25th May, 2020

abroad, travel

Dealing with emergencies abroad

Being abroad can open up new life experiences, but it’s important to remember that sticky situations can arise – for example, you may run out of cash or even have a medical emergency. These situations are stressful but don’t lose hope in finding a solution. This article outlines some common problems and the best course of action. 

The first rule of what to do when abroad – whether for a short trip or a long stay – and when faced with a crisis, is not to panic. While this is easier said than done, staying calm can often ease a difficult situation, especially if there is a language barrier between you and the country you are visiting.  

Plan for the worst and hope for the best 

Planning for an emergency abroad is one of the best ways to deal with that emergency if it occurs. Having an emergency contact back home in the UK  who is willing and ready to help you out when you need it is an excellent plan. Whether it’s your parents, friends, partner or neighbour, emergency contacts are important and can help prevent a drama from turning into a real crisis. 

Another way to prepare could be sharing your itinerary – there are plenty of available apps to help with this, as well as apps that can guide you in other aspects of your trip. Having a regular check in schedule also brings peace-of-mind. If people at home know what you are doing, where you will be and when, it will make it easier for them to help you during an emergency. 

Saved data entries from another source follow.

//! # Round Evaluation
//!
//! The match phase of a round evaluates every active memo key against the
//! memo table as it stood at the start of the round. Evaluations only read
//! shared state and return a [`Proposal`], so they can run on any number of
//! threads; all writes happen afterwards, in the commit phase.

use super::ParseConfig;
use super::matcher::Matcher;
use crate::memo::{Match, MemoKey};

#[cfg(feature = "parallel")]
use rayon::prelude::*;

/// The outcome of evaluating one memo key.
#[derive(Debug)]
pub(crate) struct Proposal {
    pub key: MemoKey,
    pub new_match: Option<Match>,
    /// Memo entries the evaluation read
    pub deps: Vec<MemoKey>,
}

fn evaluate(matcher: &Matcher<'_>, key: MemoKey) -> Proposal {
    let mut deps = Vec::new();
    let new_match = matcher.match_memoized(key.clause, key.start, &mut deps);
    Proposal {
        key,
        new_match,
        deps,
    }
}

/// Evaluate a round's active keys, in parallel when the round is large
/// enough and the configuration allows it.
pub(crate) fn evaluate_round(
    matcher: &Matcher<'_>,
    active: &[MemoKey],
    config: &ParseConfig,
) -> Vec<Proposal> {
    #[cfg(feature = "parallel")]
    if config.parallel && active.len() >= config.parallel_threshold {
        return active.par_iter().map(|&key| evaluate(matcher, key)).collect();
    }
    #[cfg(not(feature = "parallel"))]
    let _ = config;

    active.iter().map(|&key| evaluate(matcher, key)).collect()
}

Making sure essential bills can still be paid  

Cancelled flights due to bad weather or, in the worst case, when an airline collapses, are other travel emergencies you may have to contend with. While inconvenient, the biggest impact on you could be the money you spend, and if you have enough cash to see you through. Knowing your accommodation and other essential bills can be paid for make an unpleasant and stressful situation easier for you and can help you deal with the emergency at hand. 

Imagine, for example, your wallet or purse has been lost or stolen, or what if you are obliged to stay in a country because of a pandemic or natural disaster for longer than expected? Your emergency contact in the UK can use international money transfer apps like PagoFX to pay your hotel bill or other important expenses abroad. Again, this is where being able to transfer money quickly and securely can help. 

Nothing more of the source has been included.